(Records from a data source)
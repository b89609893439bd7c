use std::sync::{Arc, Mutex, MutexGuard};

use chrono::{DateTime, Utc};

use super::{PostStore, table::PostTable};
use crate::{Post, PostDraft, PostPatch, StoreError, sample_posts};

/// In-memory post store.
///
/// Clones share the same table, so a clone handed to the feed sees edits
/// made through another clone.
#[derive(Debug, Clone, Default)]
pub struct MemoryPostStore {
    inner: Arc<Mutex<PostTable>>,
}

impl MemoryPostStore {
    /// Create an empty store.
    pub fn new() -> Self {
        Self::default()
    }

    /// Create a store holding the sample feed.
    pub fn seeded() -> Self {
        Self::with_posts(sample_posts())
    }

    /// Create a store holding `posts`.
    pub fn with_posts(posts: Vec<Post>) -> Self {
        Self { inner: Arc::new(Mutex::new(PostTable::from_rows(posts))) }
    }

    /// Number of stored posts, published or not.
    pub fn len(&self) -> Result<usize, StoreError> {
        Ok(self.table()?.rows().len())
    }

    /// Whether the store holds no posts.
    pub fn is_empty(&self) -> Result<bool, StoreError> {
        Ok(self.len()? == 0)
    }

    fn table(&self) -> Result<MutexGuard<'_, PostTable>, StoreError> {
        self.inner.lock().map_err(|_| StoreError::Poisoned)
    }
}

impl PostStore for MemoryPostStore {
    fn list_published(&self) -> Result<Vec<Post>, StoreError> {
        Ok(self.table()?.published())
    }

    fn list_all(&self) -> Result<Vec<Post>, StoreError> {
        Ok(self.table()?.all())
    }

    fn get(&self, id: &str) -> Result<Option<Post>, StoreError> {
        Ok(self.table()?.get(id))
    }

    fn create(&self, draft: PostDraft, now: DateTime<Utc>) -> Result<Post, StoreError> {
        let post = self.table()?.create(draft, now)?;
        tracing::debug!(id = %post.id, "post created");
        Ok(post)
    }

    fn update(&self, id: &str, patch: PostPatch, now: DateTime<Utc>) -> Result<Post, StoreError> {
        self.table()?.update(id, patch, now)
    }

    fn delete(&self, id: &str) -> Result<(), StoreError> {
        if self.table()?.delete(id) {
            tracing::debug!(id, "post deleted");
        }
        Ok(())
    }
}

EXERCISE DIRECTIONS. Could you retype exactly the lines above from the one containing "Ok(self.table()?.get(id))" through the last line of the records, both included, and nothing else?

OUTPUT FOR THIS TASK.
        Ok(self.table()?.get(id))
    }

    fn create(&self, draft: PostDraft, now: DateTime<Utc>) -> Result<Post, StoreError> {
        let post = self.table()?.create(draft, now)?;
        tracing::debug!(id = %post.id, "post created");
        Ok(post)
    }

    fn update(&self, id: &str, patch: PostPatch, now: DateTime<Utc>) -> Result<Post, StoreError> {
        self.table()?.update(id, patch, now)
    }

    fn delete(&self, id: &str) -> Result<(), StoreError> {
        if self.table()?.delete(id) {
            tracing::debug!(id, "post deleted");
        }
        Ok(())
    }
}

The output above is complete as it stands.